Problem to work on
Return exactly and only these lines: the first of the listing through the one containing "let default_level = if".
┌─ Extracted data
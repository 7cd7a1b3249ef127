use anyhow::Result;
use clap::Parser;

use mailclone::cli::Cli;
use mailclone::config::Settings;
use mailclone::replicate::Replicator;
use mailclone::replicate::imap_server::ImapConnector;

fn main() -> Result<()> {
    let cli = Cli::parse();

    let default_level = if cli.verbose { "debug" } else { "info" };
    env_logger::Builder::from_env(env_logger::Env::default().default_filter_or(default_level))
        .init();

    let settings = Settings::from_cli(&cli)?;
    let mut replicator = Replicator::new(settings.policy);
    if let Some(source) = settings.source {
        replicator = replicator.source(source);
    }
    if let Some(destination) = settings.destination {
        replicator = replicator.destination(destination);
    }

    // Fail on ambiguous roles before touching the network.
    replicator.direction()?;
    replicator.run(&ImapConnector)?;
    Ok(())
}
└─
Response to the exercise
repository 7cd7a1b3249ef127
use anyhow::Result;
use clap::Parser;

use mailclone::cli::Cli;
use mailclone::config::Settings;
use mailclone::replicate::Replicator;
use mailclone::replicate::imap_server::ImapConnector;

fn main() -> Result<()> {
    let cli = Cli::parse();

    let default_level = if cli.verbose { "debug" } else { "info" };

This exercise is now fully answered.